== Data records
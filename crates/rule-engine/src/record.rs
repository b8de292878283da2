//! 记录字段访问
//!
//! 引擎只能通过能力表（字段名 → getter）读取记录，不存在按名称任意调用方法的路径。
//! 类型化记录实现 [`Accessible`] 并在进程启动时注册一次访问器表；
//! 以 JSON 承载的记录使用 [`JsonRecord`]。

use chrono::{DateTime, NaiveDate, SecondsFormat, Utc};
use serde_json::Value;
use std::collections::HashMap;
use std::fmt;
use std::panic::{self, AssertUnwindSafe};

use crate::error::{Result, RuleError};

/// 字段值
#[derive(Debug, Clone, PartialEq, Default)]
pub enum FieldValue {
    #[default]
    Null,
    Bool(bool),
    Int(i64),
    Float(f64),
    Text(String),
    Time(DateTime<Utc>),
    Date(NaiveDate),
}

impl FieldValue {
    pub fn is_null(&self) -> bool {
        matches!(self, Self::Null)
    }

    /// 转为数值，失败返回 None
    pub fn as_number(&self) -> Option<f64> {
        match self {
            Self::Int(i) => Some(*i as f64),
            Self::Float(f) => Some(*f),
            Self::Text(s) => s.trim().parse().ok(),
            _ => None,
        }
    }

    /// 时间类值转为 UTC 时间点
    ///
    /// 文本只接受 RFC 3339 时间戳；其余文本不视为时间。
    pub fn as_time(&self) -> Option<DateTime<Utc>> {
        match self {
            Self::Time(t) => Some(*t),
            Self::Date(d) => d.and_hms_opt(0, 0, 0).map(|dt| dt.and_utc()),
            Self::Text(s) => DateTime::parse_from_rfc3339(s.trim())
                .ok()
                .map(|t| t.with_timezone(&Utc)),
            _ => None,
        }
    }
}

impl fmt::Display for FieldValue {
    fn fmt(&self, f: &mut fmt::Formatter<'_>) -> fmt::Result {
        match self {
            Self::Null => Ok(()),
            Self::Bool(b) => write!(f, "{}", b),
            Self::Int(i) => write!(f, "{}", i),
            Self::Float(x) => write_float(f, *x),
            Self::Text(s) => f.write_str(s),
            Self::Time(t) => f.write_str(&t.to_rfc3339_opts(SecondsFormat::AutoSi, true)),
            Self::Date(d) => write!(f, "{}", d.format("%Y-%m-%d")),
        }
    }
}

/// 整数值的浮点数保留一位小数（`12.0`），与 JSON 文本保持一致
fn write_float(f: &mut fmt::Formatter<'_>, x: f64) -> fmt::Result {
    if x.is_finite() && x.fract() == 0.0 && x.abs() < 1e16 {
        write!(f, "{:.1}", x)
    } else {
        write!(f, "{}", x)
    }
}

impl From<&str> for FieldValue {
    fn from(value: &str) -> Self {
        Self::Text(value.to_string())
    }
}

impl From<String> for FieldValue {
    fn from(value: String) -> Self {
        Self::Text(value)
    }
}

impl From<i64> for FieldValue {
    fn from(value: i64) -> Self {
        Self::Int(value)
    }
}

impl From<i32> for FieldValue {
    fn from(value: i32) -> Self {
        Self::Int(value as i64)
    }
}

impl From<f64> for FieldValue {
    fn from(value: f64) -> Self {
        Self::Float(value)
    }
}

impl From<bool> for FieldValue {
    fn from(value: bool) -> Self {
        Self::Bool(value)
    }
}

impl From<DateTime<Utc>> for FieldValue {
    fn from(value: DateTime<Utc>) -> Self {
        Self::Time(value)
    }
}

impl From<NaiveDate> for FieldValue {
    fn from(value: NaiveDate) -> Self {
        Self::Date(value)
    }
}

impl<T: Into<FieldValue>> From<Option<T>> for FieldValue {
    fn from(value: Option<T>) -> Self {
        value.map(Into::into).unwrap_or(Self::Null)
    }
}

/// JSON 值转换。字符串保持原文，时间解析延迟到 [`FieldValue::as_time`]。
impl From<&Value> for FieldValue {
    fn from(value: &Value) -> Self {
        match value {
            Value::Null => Self::Null,
            Value::Bool(b) => Self::Bool(*b),
            Value::Number(n) => match n.as_i64() {
                Some(i) => Self::Int(i),
                None => n.as_f64().map(Self::Float).unwrap_or(Self::Null),
            },
            Value::String(s) => Self::Text(s.clone()),
            other => Self::Text(other.to_string()),
        }
    }
}

/// 可被引擎读取的记录
pub trait Record {
    /// 记录标识，仅用于日志
    fn record_id(&self) -> String;

    /// 通过能力表读取字段
    fn read(&self, field: &str) -> Result<FieldValue>;

    /// 通过能力表获取一跳关联。`Ok(None)` 表示关联为空。
    fn association(&self, name: &str) -> Result<Option<&dyn Record>>;
}

pub type Getter<R> = fn(&R) -> Result<FieldValue>;
pub type AssociationGetter<R> = fn(&R) -> Option<&dyn Record>;

/// 访问器能力表：字段名 → 类型化 getter
pub struct AccessorTable<R: 'static> {
    fields: HashMap<&'static str, Getter<R>>,
    associations: HashMap<&'static str, AssociationGetter<R>>,
}

impl<R: 'static> AccessorTable<R> {
    pub fn new() -> Self {
        Self {
            fields: HashMap::new(),
            associations: HashMap::new(),
        }
    }

    /// 注册字段访问器
    pub fn field(mut self, name: &'static str, getter: Getter<R>) -> Self {
        self.fields.insert(name, getter);
        self
    }

    /// 注册关联访问器
    pub fn association(mut self, name: &'static str, getter: AssociationGetter<R>) -> Self {
        self.associations.insert(name, getter);
        self
    }

    pub fn getter(&self, name: &str) -> Option<Getter<R>> {
        self.fields.get(name).copied()
    }

    pub fn association_getter(&self, name: &str) -> Option<AssociationGetter<R>> {
        self.associations.get(name).copied()
    }
}

impl<R: 'static> Default for AccessorTable<R> {
    fn default() -> Self {
        Self::new()
    }
}

/// 以静态访问器表暴露字段的类型化记录
///
/// ```ignore
/// static ACCESSORS: LazyLock<AccessorTable<Contact>> = LazyLock::new(|| {
///     AccessorTable::new().field("email", |c| Ok(c.email.clone().into()))
/// });
///
/// impl Accessible for Contact {
///     fn accessors() -> &'static AccessorTable<Self> { &ACCESSORS }
///     fn identifier(&self) -> String { self.id.to_string() }
/// }
/// ```
pub trait Accessible: Sized + 'static {
    fn accessors() -> &'static AccessorTable<Self>;

    fn identifier(&self) -> String;
}

impl<T: Accessible> Record for T {
    fn record_id(&self) -> String {
        self.identifier()
    }

    fn read(&self, field: &str) -> Result<FieldValue> {
        let getter = T::accessors()
            .getter(field)
            .ok_or_else(|| RuleError::extraction(field, "no accessor registered"))?;
        getter(self)
    }

    fn association(&self, name: &str) -> Result<Option<&dyn Record>> {
        let getter = T::accessors()
            .association_getter(name)
            .ok_or_else(|| RuleError::extraction(name, "no association registered"))?;
        Ok(getter(self))
    }
}

/// JSON 承载的记录
///
/// 顶层对象的键即字段；值为对象的键同时可作为一跳关联访问。
#[derive(Debug, Clone, Default)]
pub struct JsonRecord {
    data: Value,
    associations: HashMap<String, JsonRecord>,
}

impl JsonRecord {
    pub fn new(data: Value) -> Self {
        let associations = match &data {
            Value::Object(map) => map
                .iter()
                .filter(|(_, v)| v.is_object())
                .map(|(k, v)| (k.clone(), JsonRecord::new(v.clone())))
                .collect(),
            _ => HashMap::new(),
        };
        Self { data, associations }
    }

    /// 从 JSON 字符串创建
    pub fn from_json(json: &str) -> std::result::Result<Self, serde_json::Error> {
        let data: Value = serde_json::from_str(json)?;
        Ok(Self::new(data))
    }

    /// 获取底层数据
    pub fn data(&self) -> &Value {
        &self.data
    }
}

impl Record for JsonRecord {
    fn record_id(&self) -> String {
        match self.data.get("id") {
            Some(Value::String(s)) => s.clone(),
            Some(Value::Null) | None => String::new(),
            Some(other) => other.to_string(),
        }
    }

    fn read(&self, field: &str) -> Result<FieldValue> {
        let map = self
            .data
            .as_object()
            .ok_or_else(|| RuleError::extraction(field, "record is not an object"))?;
        map.get(field)
            .map(FieldValue::from)
            .ok_or_else(|| RuleError::extraction(field, "no such field"))
    }

    fn association(&self, name: &str) -> Result<Option<&dyn Record>> {
        if let Some(child) = self.associations.get(name) {
            return Ok(Some(child as &dyn Record));
        }
        match self.data.get(name) {
            Some(Value::Null) => Ok(None),
            Some(_) => Err(RuleError::extraction(name, "value is not an association")),
            None => Err(RuleError::extraction(name, "no such association")),
        }
    }
}

/// 读取字段，访问器内部 panic 也按读取失败处理
pub(crate) fn read_guarded(record: &dyn Record, field: &str) -> Result<FieldValue> {
    panic::catch_unwind(AssertUnwindSafe(|| record.read(field)))
        .unwrap_or_else(|_| Err(RuleError::extraction(field, "accessor panicked")))
}

/// 获取关联，访问器内部 panic 也按读取失败处理
pub(crate) fn association_guarded<'a>(
    record: &'a dyn Record,
    name: &str,
) -> Result<Option<&'a dyn Record>> {
    panic::catch_unwind(AssertUnwindSafe(|| record.association(name)))
        .unwrap_or_else(|_| Err(RuleError::extraction(name, "association accessor panicked")))
}

#[cfg(test)]
mod tests {
    use super::*;
    use chrono::TimeZone;
    use serde_json::json;
    use std::sync::LazyLock;

    struct Person {
        id: i64,
        email: String,
        age: Option<i64>,
    }

    static PERSON_ACCESSORS: LazyLock<AccessorTable<Person>> = LazyLock::new(|| {
        AccessorTable::<Person>::new()
            .field("email", |p| Ok(p.email.as_str().into()))
            .field("age", |p| Ok(p.age.into()))
            .field("status", |_| panic!("status getter exploded"))
    });

    impl Accessible for Person {
        fn accessors() -> &'static AccessorTable<Self> {
            &PERSON_ACCESSORS
        }

        fn identifier(&self) -> String {
            self.id.to_string()
        }
    }

    fn person() -> Person {
        Person {
            id: 7,
            email: "a@x.com".to_string(),
            age: None,
        }
    }

    #[test]
    fn test_string_forms() {
        assert_eq!(FieldValue::Null.to_string(), "");
        assert_eq!(FieldValue::Int(10115).to_string(), "10115");
        assert_eq!(FieldValue::Bool(true).to_string(), "true");
        let t = Utc.with_ymd_and_hms(2024, 1, 15, 10, 0, 0).unwrap();
        assert_eq!(FieldValue::Time(t).to_string(), "2024-01-15T10:00:00Z");
        let d = NaiveDate::from_ymd_opt(2024, 2, 29).unwrap();
        assert_eq!(FieldValue::Date(d).to_string(), "2024-02-29");
    }

    #[test]
    fn test_numeric_cast() {
        assert_eq!(FieldValue::from(" 42 ").as_number(), Some(42.0));
        assert_eq!(FieldValue::Int(3).as_number(), Some(3.0));
        assert_eq!(FieldValue::from("abc").as_number(), None);
        assert_eq!(FieldValue::Bool(true).as_number(), None);
    }

    #[test]
    fn test_accessible_record_reads_registered_fields() {
        let p = person();
        assert_eq!(p.record_id(), "7");
        assert_eq!(p.read("email").unwrap(), FieldValue::from("a@x.com"));
        assert_eq!(p.read("age").unwrap(), FieldValue::Null);
        assert!(p.read("password").is_err());
        assert!(p.association("organization").is_err());
    }

    #[test]
    fn test_guarded_read_catches_panics() {
        let p = person();
        let err = read_guarded(&p, "status").unwrap_err();
        assert!(err.to_string().contains("panicked"));
    }

    #[test]
    fn test_json_record_fields_and_associations() {
        let record = JsonRecord::new(json!({
            "id": 12,
            "email": "x@SPAM.com",
            "created_at": "2024-01-15T10:00:00Z",
            "organization": {"name": "ACME"},
            "campaign": null
        }));

        assert_eq!(record.record_id(), "12");
        assert_eq!(
            record.read("created_at").unwrap(),
            FieldValue::from("2024-01-15T10:00:00Z")
        );
        assert!(record.read("missing").is_err());

        let org = record.association("organization").unwrap().unwrap();
        assert_eq!(org.read("name").unwrap(), FieldValue::from("ACME"));
        assert!(record.association("campaign").unwrap().is_none());
        assert!(record.association("email").is_err());
        assert!(record.association("address").is_err());
    }

    #[test]
    fn test_json_timestamp_keeps_original_text() {
        let record = JsonRecord::new(json!({"created_at": "2024-01-15T01:00:00+02:00"}));
        let value = record.read("created_at").unwrap();

        assert_eq!(value.to_string(), "2024-01-15T01:00:00+02:00");
        assert_eq!(
            value.as_time(),
            Some(Utc.with_ymd_and_hms(2024, 1, 14, 23, 0, 0).unwrap())
        );
        assert_eq!(FieldValue::from("not a time").as_time(), None);
    }

    #[test]
    fn test_float_rendering_keeps_fraction() {
        assert_eq!(FieldValue::Float(12.0).to_string(), "12.0");
        assert_eq!(FieldValue::Float(-3.0).to_string(), "-3.0");
        assert_eq!(FieldValue::Float(12.5).to_string(), "12.5");
        assert_eq!(FieldValue::Int(12).to_string(), "12");

        let record = JsonRecord::new(json!({"amount": 12.0}));
        assert_eq!(record.read("amount").unwrap().to_string(), "12.0");
    }
}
====
Activity: Return every line of the entries above that the string "LazyLock" appears in.

Worked solution:
/// static ACCESSORS: LazyLock<AccessorTable<Contact>> = LazyLock::new(|| {
    use std::sync::LazyLock;
    static PERSON_ACCESSORS: LazyLock<AccessorTable<Person>> = LazyLock::new(|| {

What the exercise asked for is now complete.